To include the character ] in a set or a range, place it immediately after the opening bracket. To use the ^ character, place it anywhere except immediately after the opening bracket. To match a dash character (hyphen) in a range, place it at the beginning of the range; to match it as part of a set, place it at the beginning or end of the set.

Character class		matches

[]0-9]		any digit or ]

[aeiou^]		a vowel or ^

[-A-Z]		a dash or A - Z

[--A]		any character in the range from - to A

[aeiou-]		a vowel or -

Matching non-printing characters
As described in the previous section on searching, BBEdit provides several special character pairs that you can use to match certain non-printing characters. You can use these special characters in grep patterns as well as for normal searching.

(New in 6) You can now also specify any character in a grep pattern by means of its hexadecimal character code (escape code).

For example, to look for a tab or a space, you would use the set pattern [\t ] (consisting of a tab special character and a space character).

Character		Matches...

\r		line break (carriage return)

\n		Unix line break (line feed)

\t		tab

\f		page break (form feed)

\xNN		hexadecimal character code NN (e.g. \x0D for CR)

\\		backslash

Use \r to match a line break in the middle of a pattern and the special characters ^ and $ (described above) to "anchor" a pattern to the beginning of a line or to the end of a line. In the case of ^ and $, the line break character is not included in the match.

Other special characters
BBEdit also supports several Perl-like expressions for matching different types or categories of characters.

Special Character		Matches...

\s		any whitespace character (space, tab, carriage return, line feed, form feed)

\S		any non-whitespace character (any character not included by \s)

\w		any word character (a-z, A-Z, 0-9, _, and some 8-bit characters)

\W		any non-word character (all characters not included by \w, including carriage returns)

\d		any digit (0-9), same as #

\D		any non-digit character (incl. carriage return)

A "word" is defined in BBEdit as any run of non-word-break characters bounded by word breaks. Word characters are generally alphanumeric, and some characters whose value is greater than 127 are also considered word characters.

Note that any character matched by \s is by definition not a word character; thus, anything matched by \s will also be matched by \W (but not the reverse!).

Repetition metacharacters repeat other patterns
The special characters *, +, and ? specify how many times the pattern preceding them may repeat.
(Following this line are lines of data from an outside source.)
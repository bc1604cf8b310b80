//! Search queries attached to an episode
//!
//! Stored as one comma-joined cell (`Added Queries`). Parsing is lenient and
//! keeps whatever order and duplicates the cell already has; only `add`
//! enforces uniqueness.

use serde::{Deserialize, Serialize};
use std::fmt;

/// Ordered list of queries for one episode.
#[derive(Debug, Clone, Default, PartialEq, Eq, Serialize, Deserialize)]
#[serde(transparent)]
pub struct QueryList(Vec<String>);

impl QueryList {
    pub fn new() -> Self {
        Self::default()
    }

    /// Parse a stored cell: split on `,`, trim, drop empty pieces.
    pub fn parse(raw: &str) -> Self {
        Self(
            raw.split(',')
                .map(str::trim)
                .filter(|q| !q.is_empty())
                .map(str::to_string)
                .collect(),
        )
    }

    /// Append `query` unless an identical entry exists.
    ///
    /// Returns whether the list changed. Blank queries are ignored.
    pub fn add(&mut self, query: &str) -> bool {
        if query.trim().is_empty() || self.contains(query) {
            return false;
        }
        self.0.push(query.to_string());
        true
    }

    /// Remove every entry equal to `query`. Returns how many were removed.
    pub fn remove(&mut self, query: &str) -> usize {
        let before = self.0.len();
        self.0.retain(|q| q != query);
        before - self.0.len()
    }

    pub fn contains(&self, query: &str) -> bool {
        self.0.iter().any(|q| q == query)
    }

    pub fn len(&self) -> usize {
        self.0.len()
    }

    pub fn is_empty(&self) -> bool {
        self.0.is_empty()
    }

    pub fn iter(&self) -> impl Iterator<Item = &str> {
        self.0.iter().map(String::as_str)
    }

    pub fn as_slice(&self) -> &[String] {
        &self.0
    }

    pub fn into_vec(self) -> Vec<String> {
        self.0
    }

    /// Storage form: entries joined with `,`.
    pub fn to_cell(&self) -> String {
        self.0.join(",")
    }
}

impl fmt::Display for QueryList {
    fn fmt(&self, f: &mut fmt::Formatter<'_>) -> fmt::Result {
        f.write_str(&self.to_cell())
    }
}

impl From<Vec<String>> for QueryList {
    fn from(items: Vec<String>) -> Self {
        Self(items)
    }
}

/// Parse `raw` and add `query` to it.
pub fn add_query(raw: &str, query: &str) -> QueryList {
    let mut list = QueryList::parse(raw);
    list.add(query);
    list
}

/// Parse `raw` and remove every occurrence of `query`.
pub fn remove_query(raw: &str, query: &str) -> QueryList {
    let mut list = QueryList::parse(raw);
    list.remove(query);
    list
}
The preceding pattern can be a literal character, a wildcard character, a character class, or a special character.

Pattern		Matches...

p*		zero or more p's

p+		one or more p's

p?		zero or one p's

Note that the repetition characters * and ? match zero or more occurrences of the pattern. That means that they will always succeed, because there will always be at least zero occurrences of any pattern, but that they will not necessarily select any text (if no occurrences of the preceding pattern are present).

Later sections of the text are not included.